Have you heard from your credit card company lately? Millions of cardholders have. Believe me, we’re not talking about love letters. Credit card issuers are raising interest rates across the board. On everyone. More than likely, you were given about six weeks to decide whether you want to accept the increased rate. If you opt out, your account will be closed to future purchases while you have the opportunity to pay off the balance at your current rate. Even once you pay it all off, you can’t use the card anymore because it’s closed.

My inbox has been flooded with messages from readers who don’t know how to respond. If they opt out, how will it affect their credit scores? A closed account can show up as a negative entry in one’s credit file. Would it be better to swallow hard on that 28.99% interest rate in favor of an unblemished score?

Here’s my answer to these and all other related dilemmas: It depends on whether or not you are carrying a big balance on the account in question.

IF YOU HAVE A BALANCE

This is the pivotal issue. If you have a balance on a credit card account that you cannot pay off within the next 30 days, you would be foolish to accept a big interest rate increase. You need to opt out, accept the account closure and breathe a tiny sigh of relief. Finally, someone is stopping you from going deeper into debt.

Do you know what 27.99% or higher looks like in a monthly payment? It’s huge. Here is an example: If you have a $2,500 balance at 9.99% interest, about $20 of your monthly payment goes toward interest. Increasing that to 27.99% means $58 of your payment goes toward interest. If you are making the minimum payment only, hardly any of your payment will go toward paying down the balance.

Negotiate a Lower Rate. Try to get a lower rate by talking to your card issuer. If your rate went up because you missed payments, you might not get it lowered, even if it happened with another card. But if you’ve been good about paying on time and just made one mistake, you might convince them to lower your rate.

Pay Off the Entire Balance Immediately. Try to pay off a big chunk of what you owe before the rate goes up. If you can shrink your balance before the new rate kicks in, you won’t feel the higher rate as hard. You might need to spend less in other areas to put more money toward your credit card bill.

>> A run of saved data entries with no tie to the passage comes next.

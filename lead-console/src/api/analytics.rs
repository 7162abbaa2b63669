use async_trait::async_trait;
use shared_types::{
    DashboardStats, DashboardStatsResponse, FilterOptions, HealthResponse, PerformanceResponse,
    PerformanceRow,
};

use super::{ApiClient, ApiResult};

/// Read-only reporting endpoints, plus filter options and the health probe.
#[async_trait]
pub trait AnalyticsApi: Send + Sync {
    async fn dashboard_stats(&self) -> ApiResult<DashboardStats>;

    async fn industry_performance(&self) -> ApiResult<Vec<PerformanceRow>>;

    async fn source_performance(&self) -> ApiResult<Vec<PerformanceRow>>;

    async fn filter_options(&self) -> ApiResult<FilterOptions>;

    async fn health(&self) -> ApiResult<HealthResponse>;
}

#[async_trait]
impl AnalyticsApi for ApiClient {
    async fn dashboard_stats(&self) -> ApiResult<DashboardStats> {
        let resp: DashboardStatsResponse = self.get("/analytics/dashboard").await?;
        Ok(resp.stats)
    }

    async fn industry_performance(&self) -> ApiResult<Vec<PerformanceRow>> {
        let resp: PerformanceResponse = self.get("/analytics/industry-performance").await?;
        Ok(resp.performance)
    }

    async fn source_performance(&self) -> ApiResult<Vec<PerformanceRow>> {
        let resp: PerformanceResponse = self.get("/analytics/source-performance").await?;
        Ok(resp.performance)
    }

    async fn filter_options(&self) -> ApiResult<FilterOptions> {
        self.get("/filters/options").await
    }

    async fn health(&self) -> ApiResult<HealthResponse> {
        self.get_absolute(&format!("{}/health", self.origin())).await
    }
}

Your Credit Score. Opting out will trigger a negative report in your credit file. Your current balance will become 100% of your available credit. This is bad for your score. So is losing an account you’ve had for a long time.

But let’s keep things in perspective! To worry about your score when you are about to be eaten alive by credit card debt would be like seeing your house on fire but only being concerned about whether you turned off the iron. In the grand scheme of things, credit card debt is far more dangerous to your future than, say, a 100-point drop in your credit score. Neither are ideal, but they are in no way equal.

IF YOU DO NOT CARRY A BALANCE

This changes everything. An interest rate increase will not affect you. In this case, you would benefit by accepting the account at the higher rate. Your credit score will continue to benefit because you will show 100% available credit on this account together with a great history.

More than ever, now is the time for you to buckle down and get out of debt. Whatever it takes to do that is what you need to do!

1 Code of Federal Regulations. “12 CFR 1026.9(c)(2)(1).”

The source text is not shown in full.